Data life cycle: Processing
What is data processing?
Data processing is the phase in the project where data is converted into a desired format and prepared for analysis. When data has been freshly collected, data processing includes some automated steps in a workflow that perform format conversion, quality check and preprocessing following a standardised protocol. The main aim of processing is to:
- convert data into readable format giving it the shape and form necessary for downstream analysis;
- discard bad or low quality data in order to create clean, high-quality dataset for reliable results.
When data is imported from existing sources, e.g. data to be reused from another project, processing can also include manual steps to make it suitable for analysis. These steps include but are not limited to:
- making changes to data formats such that different datasets will be compatible for integration with each other;
- changing coding systems or ontologies for the data to bring everything to the same level;
- filtering data such that only data suitable for the project is retained.

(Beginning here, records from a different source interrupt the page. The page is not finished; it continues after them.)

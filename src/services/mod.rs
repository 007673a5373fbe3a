//! Application services
//!
//! Each service owns a handle on the store and the notification dispatcher and is
//! cheap to clone into request handlers.

pub mod accounts;
pub mod catalog;
pub mod checkout;
pub mod fulfillment;

pub use accounts::{AccountService, CartLine, CartView};
pub use catalog::CatalogService;
pub use checkout::{CheckoutService, OrderLineRequest, PlaceOrder};
pub use fulfillment::{FulfillmentService, StatusOutcome};

use crate::domain::value_objects::OrderNumber;

/// Where fresh order numbers come from.
pub trait OrderNumberSource: Send + Sync {
    fn next_number(&self) -> OrderNumber;
}

pub struct RandomOrderNumbers;

impl OrderNumberSource for RandomOrderNumbers {
    fn next_number(&self) -> OrderNumber { OrderNumber::random(&mut rand::thread_rng()) }
}

#[cfg(test)]
pub(crate) mod testing {
    use std::sync::Arc;
    use rust_decimal::Decimal;
    use uuid::Uuid;
    use crate::domain::aggregates::product::tests::charger_draft;
    use crate::domain::aggregates::{Product, User};
    use crate::domain::value_objects::ProductCode;
    use crate::notify::{Dispatcher, MemoryNotifier};
    use crate::repository::{MemoryStore, ProductRepository, Store, UserRepository};

    pub(crate) struct Harness {
        pub store: Arc<dyn Store>,
        pub notifier: Arc<MemoryNotifier>,
        pub dispatcher: Dispatcher,
    }

    pub(crate) fn harness() -> Harness {
        let notifier = Arc::new(MemoryNotifier::new());
        let dispatcher = Dispatcher::new(notifier.clone(), "ops@shop.example", None);
        Harness { store: Arc::new(MemoryStore::new()), notifier, dispatcher }
    }

    impl Harness {
        pub async fn product(&self, name: &str, price: Decimal, stock: u32) -> Uuid {
            let mut draft = charger_draft(price, stock);
            draft.name = name.into();
            let product = Product::create(ProductCode::generate(&mut rand::thread_rng()), draft).unwrap();
            self.store.insert_product(&product).await.unwrap();
            product.id
        }

        pub async fn user(&self, name: &str, email: &str) -> User {
            let user = User::register(name, email, "secret1").unwrap();
            self.store.insert_user(&user).await.unwrap();
            user
        }

        pub async fn stock(&self, id: Uuid) -> u32 {
            self.store.find_product(id).await.unwrap().unwrap().stock.value()
        }

        /// Lets spawned notification tasks run.
        pub async fn settle(&self) {
            for _ in 0..10 { tokio::task::yield_now().await; }
            tokio::time::sleep(std::time::Duration::from_millis(10)).await;
        }
    }
}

After data processing, clean data is ready for analysis and should therefore be available to the members of the project team that need to perform the next steps.

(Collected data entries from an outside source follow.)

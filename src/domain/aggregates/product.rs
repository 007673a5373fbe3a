//! Product Aggregate

use chrono::{DateTime, Utc};
use serde::{Deserialize, Serialize};
use serde_json::{Map, Value};
use uuid::Uuid;
use crate::domain::value_objects::{Money, ProductCode, Quantity, Rating};
use crate::EcommerceError;

pub const MAX_IMAGES: usize = 5;
/// Prices are stored to the cent.
pub const PRICE_DECIMALS: u32 = 2;

#[derive(Clone, Copy, Debug, PartialEq, Eq, Hash, Serialize, Deserialize)]
pub enum Category {
    #[serde(rename = "Mobile Phone")] MobilePhone,
    #[serde(rename = "Mobile Accessories")] MobileAccessories,
    #[serde(rename = "Preowned Phones")] PreownedPhones,
    #[serde(rename = "Laptops")] Laptops,
    #[serde(rename = "Phone Covers")] PhoneCovers,
    #[serde(rename = "Chargers")] Chargers,
}

impl Category {
    pub const ALL: [Category; 6] = [
        Category::MobilePhone, Category::MobileAccessories, Category::PreownedPhones,
        Category::Laptops, Category::PhoneCovers, Category::Chargers,
    ];

    pub fn as_str(&self) -> &'static str {
        match self {
            Self::MobilePhone => "Mobile Phone",
            Self::MobileAccessories => "Mobile Accessories",
            Self::PreownedPhones => "Preowned Phones",
            Self::Laptops => "Laptops",
            Self::PhoneCovers => "Phone Covers",
            Self::Chargers => "Chargers",
        }
    }

    /// Accepts the display name, case-insensitively.
    pub fn parse(value: &str) -> Option<Self> {
        Self::ALL.into_iter().find(|c| c.as_str().eq_ignore_ascii_case(value.trim()))
    }

    /// Detail keys a product of this category must carry.
    pub fn required_details(&self) -> &'static [&'static str] {
        match self {
            Self::MobilePhone => &["brand", "model", "storage", "ram", "color", "screenSize", "batteryCapacity", "processor", "camera", "operatingSystem"],
            Self::MobileAccessories => &["brand", "type", "compatibility", "color", "material"],
            Self::PreownedPhones => &["brand", "model", "condition", "storage", "ram", "color", "batteryHealth", "warranty"],
            Self::Laptops => &["brand", "model", "processor", "ram", "storage", "display", "graphics", "operatingSystem"],
            Self::PhoneCovers | Self::Chargers => &[],
        }
    }
}

#[derive(Clone, Debug, Serialize, Deserialize)]
pub struct Review { pub user_id: Uuid, pub rating: Rating, pub comment: String, pub date: DateTime<Utc> }

#[derive(Clone, Debug, Serialize, Deserialize)]
pub struct Product {
    pub id: Uuid,
    pub code: ProductCode,
    pub name: String,
    pub category: Category,
    pub price: Money,
    pub discount_price: Option<Money>,
    pub description: String,
    pub long_description: Option<String>,
    pub warranty_period: String,
    pub pay_later: bool,
    pub images: Vec<String>,
    pub stock: Quantity,
    pub details: Map<String, Value>,
    pub reviews: Vec<Review>,
    pub rating: f64,
    pub review_count: u32,
    pub created_at: DateTime<Utc>,
    pub updated_at: DateTime<Utc>,
}

/// Editable product fields, as submitted by an admin on create or update.
#[derive(Clone, Debug)]
pub struct ProductDraft {
    pub name: String,
    pub category: Category,
    pub price: Money,
    pub discount_price: Option<Money>,
    pub description: String,
    pub long_description: Option<String>,
    pub warranty_period: Option<String>,
    pub pay_later: bool,
    pub images: Vec<String>,
    pub stock: u32,
    pub details: Map<String, Value>,
}

impl ProductDraft {
    pub fn validate(&self) -> Result<(), ProductError> {
        let mut missing = Vec::new();
        if self.name.trim().is_empty() { missing.push("name"); }
        if self.description.trim().is_empty() { missing.push("description"); }
        if !missing.is_empty() { return Err(ProductError::MissingFields(missing)); }
        if !self.price.is_positive() { return Err(ProductError::InvalidPrice); }
        if let Some(discount) = &self.discount_price {
            if !discount.is_positive() || discount.currency() != self.price.currency() { return Err(ProductError::InvalidPrice); }
        }
        let too_precise = |m: &Money| m.amount().normalize().scale() > PRICE_DECIMALS;
        if too_precise(&self.price) || self.discount_price.as_ref().is_some_and(too_precise) { return Err(ProductError::PricePrecision); }
        let images = self.images.iter().filter(|i| !i.trim().is_empty()).count();
        if images == 0 || images > MAX_IMAGES { return Err(ProductError::ImageCount(images)); }
        let missing: Vec<&'static str> = self.category.required_details().iter().copied()
            .filter(|key| !has_value(self.details.get(*key)))
            .collect();
        if !missing.is_empty() { return Err(ProductError::MissingDetails { category: self.category, fields: missing }); }
        Ok(())
    }
}

fn has_value(value: Option<&Value>) -> bool {
    match value {
        None | Some(Value::Null) => false,
        Some(Value::String(s)) => !s.trim().is_empty(),
        Some(_) => true,
    }
}

impl Product {
    pub fn create(code: ProductCode, draft: ProductDraft) -> Result<Self, ProductError> {
        draft.validate()?;
        let now = Utc::now();
        let mut product = Self {
            id: Uuid::now_v7(), code, name: String::new(), category: draft.category, price: draft.price.clone(),
            discount_price: None, description: String::new(), long_description: None, warranty_period: String::new(),
            pay_later: false, images: vec![], stock: Quantity::default(), details: Map::new(), reviews: vec![],
            rating: 0.0, review_count: 0, created_at: now, updated_at: now,
        };
        product.apply(draft);
        Ok(product)
    }

    /// Replaces the editable fields. Returns the images the revision dropped.
    pub fn revise(&mut self, draft: ProductDraft) -> Result<Vec<String>, ProductError> {
        draft.validate()?;
        let dropped = self.images.iter().filter(|old| !draft.images.contains(old)).cloned().collect();
        self.apply(draft);
        self.touch();
        Ok(dropped)
    }

    fn apply(&mut self, draft: ProductDraft) {
        self.name = draft.name.trim().to_string();
        self.category = draft.category;
        self.price = draft.price;
        self.discount_price = draft.discount_price;
        self.description = draft.description;
        self.long_description = draft.long_description.filter(|d| !d.trim().is_empty());
        self.warranty_period = draft.warranty_period.filter(|w| !w.trim().is_empty()).unwrap_or_else(|| "No Warranty".to_string());
        self.pay_later = draft.pay_later;
        self.images = draft.images.into_iter().filter(|i| !i.trim().is_empty()).collect();
        self.stock = Quantity::new(draft.stock);
        self.details = draft.details;
    }

    /// First image, used as the thumbnail on order lines.
    pub fn main_image(&self) -> &str { self.images.first().map(String::as_str).unwrap_or("") }
    pub fn is_in_stock(&self) -> bool { !self.stock.is_zero() }

    pub fn add_review(&mut self, user_id: Uuid, rating: Rating, comment: impl Into<String>) -> Result<(), ProductError> {
        if self.reviews.iter().any(|r| r.user_id == user_id) { return Err(ProductError::AlreadyReviewed); }
        self.reviews.push(Review { user_id, rating, comment: comment.into(), date: Utc::now() });
        self.recalculate_rating();
        self.touch();
        Ok(())
    }

    /// Drops every review written by `user_id`; true when something was removed.
    pub fn strip_reviews_by(&mut self, user_id: Uuid) -> bool {
        let before = self.reviews.len();
        self.reviews.retain(|r| r.user_id != user_id);
        if self.reviews.len() == before { return false; }
        self.recalculate_rating();
        self.touch();
        true
    }

    fn recalculate_rating(&mut self) {
        self.review_count = self.reviews.len() as u32;
        self.rating = if self.reviews.is_empty() { 0.0 } else {
            self.reviews.iter().map(|r| f64::from(r.rating.value())).sum::<f64>() / self.reviews.len() as f64
        };
    }

    fn touch(&mut self) { self.updated_at = Utc::now(); }
}

#[derive(Debug, Clone, PartialEq)]
pub enum ProductError {
    MissingFields(Vec<&'static str>),
    InvalidPrice,
    PricePrecision,
    ImageCount(usize),
    MissingDetails { category: Category, fields: Vec<&'static str> },
    AlreadyReviewed,
}
impl std::error::Error for ProductError {}
impl std::fmt::Display for ProductError {
    fn fmt(&self, f: &mut std::fmt::Formatter<'_>) -> std::fmt::Result {
        match self {
            Self::MissingFields(fields) => write!(f, "Missing required fields: {}", fields.join(", ")),
            Self::InvalidPrice => write!(f, "Price must be positive and in the store currency"),
            Self::PricePrecision => write!(f, "Prices can have at most {PRICE_DECIMALS} decimal places"),
            Self::ImageCount(0) => write!(f, "Product must have at least one image"),
            Self::ImageCount(_) => write!(f, "Product cannot have more than {MAX_IMAGES} images"),
            Self::MissingDetails { category, fields } => write!(f, "Missing required details for {}: {}", category.as_str(), fields.join(", ")),
            Self::AlreadyReviewed => write!(f, "You have already reviewed this product"),
        }
    }
}

impl From<ProductError> for EcommerceError {
    fn from(e: ProductError) -> Self { EcommerceError::Validation(e.to_string()) }
}
//! PostgreSQL store
//!
//! Documents that are always read whole (line items, addresses, details, reviews,
//! carts) live in JSONB columns; everything that is filtered on is a plain column.

use async_trait::async_trait;
use chrono::{DateTime, Utc};
use rust_decimal::Decimal;
use serde_json::{json, Map, Value};
use sqlx::postgres::PgPoolOptions;
use sqlx::types::Json;
use sqlx::PgPool;
use uuid::Uuid;
use crate::domain::aggregates::{
    Cart, Category, LineItem, Order, OrderStatus, PaymentMethod, PaymentStatus, Product, Review, Shipment,
    ShipmentStatus, ShippingAddress, User,
};
use crate::domain::value_objects::{Money, OrderNumber, ProductCode, Quantity, LOW_STOCK_THRESHOLD};
use crate::repository::{plan_deduction, OnHand, OrderRepository, ProductFilter, ProductRepository, StockLevel, StockRequest, UserRepository};
use crate::{EcommerceError, Result};

#[derive(Clone)]
pub struct PgStore { pool: PgPool }

impl PgStore {
    pub async fn connect(database_url: &str) -> Result<Self> {
        let pool = PgPoolOptions::new().max_connections(10).connect(database_url).await?;
        sqlx::migrate!("./migrations").run(&pool).await.map_err(|e| EcommerceError::StorageError(e.to_string()))?;
        Ok(Self { pool })
    }
}

fn corrupt(what: &str, value: impl std::fmt::Display) -> EcommerceError {
    EcommerceError::StorageError(format!("unreadable {what} in database: {value}"))
}

fn to_i32(value: u32) -> Result<i32> {
    i32::try_from(value).map_err(|_| EcommerceError::Validation(format!("quantity {value} is too large")))
}

fn unique_violation(e: sqlx::Error, conflict: EcommerceError) -> EcommerceError {
    match e {
        sqlx::Error::Database(ref db) if db.is_unique_violation() => conflict,
        other => other.into(),
    }
}

// =============================================================================
// Rows
// =============================================================================

const PRODUCT_COLUMNS: &str = "id, code, name, category, price, discount_price, currency, description, long_description, \
    warranty_period, pay_later, images, stock, details, reviews, rating, review_count, created_at, updated_at";

#[derive(sqlx::FromRow)]
struct ProductRow {
    id: Uuid, code: String, name: String, category: String, price: Decimal, discount_price: Option<Decimal>,
    currency: String, description: String, long_description: Option<String>, warranty_period: String,
    pay_later: bool, images: Vec<String>, stock: i32, details: Json<Map<String, Value>>, reviews: Json<Vec<Review>>,
    rating: f64, review_count: i32, created_at: DateTime<Utc>, updated_at: DateTime<Utc>,
}

impl TryFrom<ProductRow> for Product {
    type Error = EcommerceError;
    fn try_from(r: ProductRow) -> Result<Self> {
        Ok(Product {
            id: r.id,
            code: ProductCode::parse(&r.code).map_err(|e| corrupt("product code", e))?,
            category: Category::parse(&r.category).ok_or_else(|| corrupt("category", &r.category))?,
            price: Money::new(r.price, &r.currency),
            discount_price: r.discount_price.map(|d| Money::new(d, &r.currency)),
            stock: Quantity::new(u32::try_from(r.stock).map_err(|_| corrupt("stock", r.stock))?),
            review_count: u32::try_from(r.review_count).unwrap_or_default(),
            name: r.name, description: r.description, long_description: r.long_description,
            warranty_period: r.warranty_period, pay_later: r.pay_later, images: r.images, details: r.details.0,
            reviews: r.reviews.0, rating: r.rating, created_at: r.created_at, updated_at: r.updated_at,
        })
    }
}

const USER_COLUMNS: &str = "id, name, email, password_hash, is_admin, cart, created_at";

#[derive(sqlx::FromRow)]
struct UserRow { id: Uuid, name: String, email: String, password_hash: String, is_admin: bool, cart: Json<Cart>, created_at: DateTime<Utc> }

impl From<UserRow> for User {
    fn from(r: UserRow) -> Self {
        User { id: r.id, name: r.name, email: r.email, password_hash: r.password_hash, is_admin: r.is_admin, cart: r.cart.0, created_at: r.created_at }
    }
}

const ORDER_COLUMNS: &str = "id, order_number, user_id, items, shipping_address, payment_method, payment_status, \
    bank_transfer_proof, status, total_amount, currency, created_at, updated_at";

#[derive(sqlx::FromRow)]
struct OrderRow {
    id: Uuid, order_number: String, user_id: Uuid, items: Json<Vec<LineItem>>, shipping_address: Json<ShippingAddress>,
    payment_method: String, payment_status: String, bank_transfer_proof: Option<String>, status: String,
    total_amount: Decimal, currency: String, created_at: DateTime<Utc>, updated_at: DateTime<Utc>,
}

impl TryFrom<OrderRow> for Order {
    type Error = EcommerceError;
    fn try_from(r: OrderRow) -> Result<Self> {
        Ok(Order {
            id: r.id,
            order_number: OrderNumber::parse(r.order_number).map_err(|e| corrupt("order number", e))?,
            user_id: r.user_id,
            items: r.items.0,
            shipping_address: r.shipping_address.0,
            payment_method: PaymentMethod::parse(&r.payment_method).ok_or_else(|| corrupt("payment method", &r.payment_method))?,
            payment_status: PaymentStatus::parse(&r.payment_status).ok_or_else(|| corrupt("payment status", &r.payment_status))?,
            bank_transfer_proof: r.bank_transfer_proof,
            status: OrderStatus::parse(&r.status).ok_or_else(|| corrupt("order status", &r.status))?,
            total_price: Money::new(r.total_amount, &r.currency),
            created_at: r.created_at,
            updated_at: r.updated_at,
        })
    }
}

const SHIPMENT_COLUMNS: &str = "id, order_id, user_id, order_number, customer_name, email, mobile_number, address, city, \
    postal_code, payment_method, payment_status, total_amount, currency, items, status, shipped_at, delivered_at, \
    created_at, updated_at";

#[derive(sqlx::FromRow)]
struct ShipmentRow {
    id: Uuid, order_id: Option<Uuid>, user_id: Uuid, order_number: String, customer_name: String, email: String,
    mobile_number: String, address: String, city: String, postal_code: String, payment_method: String,
    payment_status: String, total_amount: Decimal, currency: String, items: Json<Vec<LineItem>>, status: String,
    shipped_at: Option<DateTime<Utc>>, delivered_at: Option<DateTime<Utc>>, created_at: DateTime<Utc>, updated_at: DateTime<Utc>,
}

impl TryFrom<ShipmentRow> for Shipment {
    type Error = EcommerceError;
    fn try_from(r: ShipmentRow) -> Result<Self> {
        Ok(Shipment {
            id: r.id,
            order_id: r.order_id,
            user_id: r.user_id,
            order_number: OrderNumber::parse(r.order_number).map_err(|e| corrupt("order number", e))?,
            payment_method: PaymentMethod::parse(&r.payment_method).ok_or_else(|| corrupt("payment method", &r.payment_method))?,
            payment_status: PaymentStatus::parse(&r.payment_status).ok_or_else(|| corrupt("payment status", &r.payment_status))?,
            status: ShipmentStatus::parse(&r.status).ok_or_else(|| corrupt("shipment status", &r.status))?,
            total_price: Money::new(r.total_amount, &r.currency),
            customer_name: r.customer_name, email: r.email, mobile_number: r.mobile_number, address: r.address,
            city: r.city, postal_code: r.postal_code, items: r.items.0, shipped_at: r.shipped_at,
            delivered_at: r.delivered_at, created_at: r.created_at, updated_at: r.updated_at,
        })
    }
}

// =============================================================================
// Products
// =============================================================================

async fn write_reviews(executor: &mut sqlx::PgConnection, product: &Product) -> Result<u64> {
    let done = sqlx::query("UPDATE products SET reviews = $2, rating = $3, review_count = $4, updated_at = $5 WHERE id = $1")
        .bind(product.id).bind(Json(&product.reviews)).bind(product.rating).bind(to_i32(product.review_count)?)
        .bind(product.updated_at)
        .execute(executor).await?;
    Ok(done.rows_affected())
}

Why is data processing important?
Data processing is important to ensure good quality of the collected data and to prepare it for meaningful data analysis. Accurate data processing is also essential for combining two or more datasets into a single dataset. An accurate documentation of every step done during data processing is key for the reproducibility of your result. Processing data correctly makes it easy to arrange, analyse and also saves a lot of space.
What should be considered for data processing?

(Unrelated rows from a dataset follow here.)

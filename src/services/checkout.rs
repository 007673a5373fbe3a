//! Order creation.
//!
//! Placing an order snapshots prices from the catalog, deducts stock for every
//! line in one atomic step, then assigns an order number and persists the order.
//! Anything that fails after the deduction puts the stock back.

use std::sync::Arc;
use tracing::{error, info, instrument, warn};
use uuid::Uuid;
use crate::domain::aggregates::{LineItem, Order, PaymentMethod, ShippingAddress};
use crate::domain::events::{DomainEvent, OrderEvent, ProductEvent};
use crate::domain::value_objects::OrderNumber;
use crate::notify::Dispatcher;
use crate::repository::{StockRequest, Store};
use crate::services::OrderNumberSource;
use crate::{EcommerceError, Result};

pub const ORDER_NUMBER_ATTEMPTS: usize = 5;

#[derive(Clone, Debug, PartialEq, Eq)]
pub struct OrderLineRequest { pub product_id: Uuid, pub quantity: u32, pub variant: Option<String> }

#[derive(Clone, Debug)]
pub struct PlaceOrder {
    pub user_id: Uuid,
    /// Explicit lines; when absent or empty the buyer's cart is used.
    pub items: Option<Vec<OrderLineRequest>>,
    pub shipping_address: ShippingAddress,
    pub payment_method: String,
    pub bank_transfer_proof: Option<String>,
}

#[derive(Clone)]
pub struct CheckoutService {
    store: Arc<dyn Store>,
    dispatcher: Dispatcher,
    numbers: Arc<dyn OrderNumberSource>,
}

impl CheckoutService {
    pub fn new(store: Arc<dyn Store>, dispatcher: Dispatcher, numbers: Arc<dyn OrderNumberSource>) -> Self {
        Self { store, dispatcher, numbers }
    }

    #[instrument(skip(self, request), fields(user_id = %request.user_id))]
    pub async fn place_order(&self, request: PlaceOrder) -> Result<Order> {
        let missing = request.shipping_address.missing_fields();
        if !missing.is_empty() {
            return Err(EcommerceError::Validation(format!("Missing shipping address fields: {}", missing.join(", "))));
        }
        let payment_method = PaymentMethod::parse(&request.payment_method)
            .ok_or_else(|| EcommerceError::Validation(format!("Invalid payment method: {}", request.payment_method)))?;
        if !payment_method.is_enabled() {
            return Err(EcommerceError::Validation("Card payments are not available".into()));
        }

        let mut buyer = self.store.find_user(request.user_id).await?.ok_or(EcommerceError::NotFound("User"))?;
        let (lines, from_cart) = match request.items {
            Some(items) if !items.is_empty() => (items, false),
            _ => {
                let lines = buyer.cart.items().iter()
                    .map(|i| OrderLineRequest { product_id: i.product_id, quantity: i.quantity, variant: i.variant.clone() })
                    .collect();
                (lines, true)
            }
        };
        if lines.is_empty() { return Err(EcommerceError::EmptyOrder); }
        if lines.iter().any(|l| l.quantity == 0) { return Err(EcommerceError::Validation("Quantity must be at least 1".into())); }

        let items = self.snapshot(&lines).await?;
        let requests: Vec<StockRequest> = items.iter().map(|i| StockRequest { product_id: i.product_id, quantity: i.quantity }).collect();
        let levels = self.store.deduct_stock(&requests).await?;

        let order = match self.persist(request.user_id, items, request.shipping_address, payment_method, request.bank_transfer_proof).await {
            Ok(order) => order,
            Err(e) => {
                if let Err(restore) = self.store.restore_stock(&requests).await {
                    error!(error = %restore, "failed to restore stock after a failed order");
                }
                return Err(e);
            }
        };
        info!(order_id = %order.id, order_number = %order.order_number, total = %order.total_price, "order placed");

        for level in levels.into_iter().filter(|l| l.remaining.is_low()) {
            warn!(product_id = %level.product_id, remaining = level.remaining.value(), "stock running low");
            self.dispatcher.publish(DomainEvent::Product(ProductEvent::StockLow {
                product_id: level.product_id, name: level.name, remaining: level.remaining.value(),
            }));
        }

        if from_cart {
            buyer.cart.clear();
            if let Err(e) = self.store.save_cart(buyer.id, &buyer.cart).await {
                warn!(error = %e, "order placed but the cart could not be cleared");
            }
        }

        self.dispatcher.publish(DomainEvent::Order(OrderEvent::Placed {
            order_id: order.id,
            order_number: order.order_number.clone(),
            buyer_email: order.shipping_address.email.clone(),
            total: order.total_price.clone(),
            placed_at: order.created_at,
        }));
        Ok(order)
    }

    /// Prices, names and images always come from the catalog, never the client.
    async fn snapshot(&self, lines: &[OrderLineRequest]) -> Result<Vec<LineItem>> {
        let mut items = Vec::with_capacity(lines.len());
        for line in lines {
            let product = self.store.find_product(line.product_id).await?.ok_or(EcommerceError::NotFound("Product"))?;
            items.push(LineItem {
                product_id: product.id,
                quantity: line.quantity,
                image: product.main_image().to_string(),
                price: product.price,
                name: product.name,
                variant: line.variant.clone(),
            });
        }
        Ok(items)
    }

    async fn persist(
        &self,
        user_id: Uuid,
        items: Vec<LineItem>,
        address: ShippingAddress,
        payment_method: PaymentMethod,
        proof: Option<String>,
    ) -> Result<Order> {
        let number = self.unique_number().await?;
        let order = Order::place(number, user_id, items, address, payment_method, proof)?;
        self.store.insert_order(&order).await?;
        Ok(order)
    }

    async fn unique_number(&self) -> Result<OrderNumber> {
        for _ in 0..ORDER_NUMBER_ATTEMPTS {
            let candidate = self.numbers.next_number();
            if !self.store.order_number_taken(&candidate).await? { return Ok(candidate); }
        }
        Err(EcommerceError::OrderNumberExhausted)
    }
}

The following considerations are important for data processing:
- sensitive data should be pseudonymised/anonymised. Not only should you remove the directly identifying data, but also be attentive to other sources e.g. names written on images;
- appropriate standards for encoding different data fields should be used;
- all steps of encoding and anonymisation should be properly documented. E.g. consider recording:
- encoding formats used for data fields;
- significance of empty fields and meaning of any special value;
- all relationships between data fields (e.g. if a dataset contains “medication” and “disease”, is that medication actually used to treat the disease? Or is it a medication that the patient is using for other reasons?).